═══ GIVEN RECORDS ═══

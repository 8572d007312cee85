//! Shared fixtures for unit tests: a temp project tree plus a replaying
//! process runner that doubles as the list of expected invocations.

use std::collections::{BTreeMap, HashMap};
use std::path::PathBuf;
use std::sync::Arc;

use chrono::Utc;
use serde_json::json;
use tempfile::TempDir;

use crate::adapters::live::LiveFileSystem;
use crate::adapters::replaying::{ReplayingGitRepo, ReplayingProcessRunner};
use crate::cassette::format::{Cassette, Interaction};
use crate::cassette::replayer::CassetteReplayer;
use crate::config::Config;
use crate::context::ServiceContext;
use crate::discovery::Discovered;
use crate::ports::ExecutableLocator;
use crate::session::Session;
use crate::venv::VirtualEnv;

/// Expect `program args...` and answer with `exit_code`.
pub(crate) fn expect_run(program: &str, args: &[&str], exit_code: i32) -> Interaction {
    expect_run_with_env(program, args, &[], exit_code)
}

/// Expect `program args...` with the given environment values.
pub(crate) fn expect_run_with_env(
    program: &str,
    args: &[&str],
    env: &[(&str, &str)],
    exit_code: i32,
) -> Interaction {
    let env: BTreeMap<&str, &str> = env.iter().copied().collect();
    Interaction {
        seq: 0,
        port: "process".into(),
        method: "run".into(),
        input: json!({"program": program, "args": args, "env": env}),
        output: json!({"Ok": {"exit_code": exit_code, "stdout": ""}}),
    }
}

/// Expect a captured `program args...` printing `stdout`.
pub(crate) fn expect_capture(program: &str, args: &[&str], stdout: &str) -> Interaction {
    let mut interaction = expect_run(program, args, 0);
    interaction.output = json!({"Ok": {"exit_code": 0, "stdout": stdout}});
    interaction
}

/// Expect `git diff <pathspec>` returning `diff`.
pub(crate) fn expect_diff(pathspec: &str, diff: &str) -> Interaction {
    Interaction {
        seq: 0,
        port: "git".into(),
        method: "diff".into(),
        input: json!({"pathspec": pathspec}),
        output: json!({"Ok": diff}),
    }
}

pub(crate) fn cassette(mut interactions: Vec<Interaction>) -> Cassette {
    for (seq, interaction) in (0u64..).zip(interactions.iter_mut()) {
        interaction.seq = seq;
    }
    Cassette { name: "fixture".into(), recorded_at: Utc::now(), commit: "abc".into(), interactions }
}

/// Locator answering from a fixed table, remembering every query.
#[derive(Default)]
pub(crate) struct StaticLocator {
    known: HashMap<String, PathBuf>,
    queried: std::sync::Mutex<Vec<String>>,
}

impl StaticLocator {
    pub(crate) fn with(names: &[&str]) -> Self {
        Self {
            known: names
                .iter()
                .map(|name| ((*name).to_string(), PathBuf::from(format!("/usr/bin/{name}"))))
                .collect(),
            queried: std::sync::Mutex::default(),
        }
    }

    pub(crate) fn queried(&self) -> Vec<String> {
        self.queried.lock().unwrap().clone()
    }
}

impl ExecutableLocator for StaticLocator {
    fn which(&self, name: &str) -> Option<PathBuf> {
        self.queried.lock().unwrap().push(name.to_string());
        self.known.get(name).cloned()
    }
}

/// A temp project root wired to replaying adapters.
pub(crate) struct Fixture {
    pub dir: TempDir,
    pub ctx: ServiceContext,
    pub config: Config,
    pub discovered: Discovered,
    runner: Arc<ReplayingProcessRunner>,
}

impl Fixture {
    pub(crate) fn new(interactions: Vec<Interaction>) -> Self {
        Self::with_vars(interactions, &[])
    }

    pub(crate) fn with_vars(interactions: Vec<Interaction>, vars: &[(&str, &str)]) -> Self {
        Self::in_dir(tempfile::tempdir().unwrap(), interactions, vars)
    }

    /// Like [`Fixture::with_vars`], rooted at a directory the caller made
    /// first so expectations can mention absolute paths.
    pub(crate) fn in_dir(
        dir: TempDir,
        interactions: Vec<Interaction>,
        vars: &[(&str, &str)],
    ) -> Self {
        let vars: HashMap<String, String> =
            vars.iter().map(|(k, v)| ((*k).to_string(), (*v).to_string())).collect();
        let config = Config::from_lookup(dir.path(), |key| vars.get(key).cloned());

        let cassette = cassette(interactions);
        let runner = Arc::new(ReplayingProcessRunner::new(CassetteReplayer::new(&cassette)));
        let ctx = ServiceContext::new(
            Box::new(LiveFileSystem),
            Box::new(ReplayingGitRepo::new(CassetteReplayer::new(&cassette), "abc")),
            Box::new(Arc::clone(&runner)),
            Box::new(StaticLocator::default()),
        );

        Self { dir, ctx, config, discovered: Discovered::default(), runner }
    }

    pub(crate) fn with_locator(mut self, locator: Arc<StaticLocator>) -> Self {
        self.ctx.locator = Box::new(locator);
        self
    }

    /// Writes `contents` to `relative` under the root, creating parents.
    pub(crate) fn write(&self, relative: &str, contents: &str) {
        let path = self.dir.path().join(relative);
        std::fs::create_dir_all(path.parent().unwrap()).unwrap();
        std::fs::write(path, contents).unwrap();
    }

    /// Writes `tests/<req>.in` and `tests/<req>.txt`.
    pub(crate) fn requirement_set(&self, req: &str) {
        self.write(&format!("tests/{req}.in"), "package\n");
        self.write(&format!("tests/{req}.txt"), "package==1.0\n");
    }

    /// A session with an (assumed) environment and the given posargs.
    pub(crate) fn session(&self, signature: &str, posargs: &[&str]) -> Session<'_> {
        let venv = VirtualEnv::existing(VirtualEnv::location_for(&self.config, signature));
        Session::new(
            &self.ctx,
            &self.config,
            &self.discovered,
            signature,
            posargs.iter().map(ToString::to_string).collect(),
        )
        .with_venv(venv)
    }

    pub(crate) fn assert_exhausted(&self) {
        assert_eq!(self.runner.remaining(), 0, "expected process invocations were not all made");
    }
}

═══

= WHAT YOU SHOULD DO =
Find every line above that contains the word "tests", and return each one.

= SOLVED PROBLEM =
//! Shared fixtures for unit tests: a temp project tree plus a replaying
    /// Writes `tests/<req>.in` and `tests/<req>.txt`.
        self.write(&format!("tests/{req}.in"), "package\n");
        self.write(&format!("tests/{req}.txt"), "package==1.0\n");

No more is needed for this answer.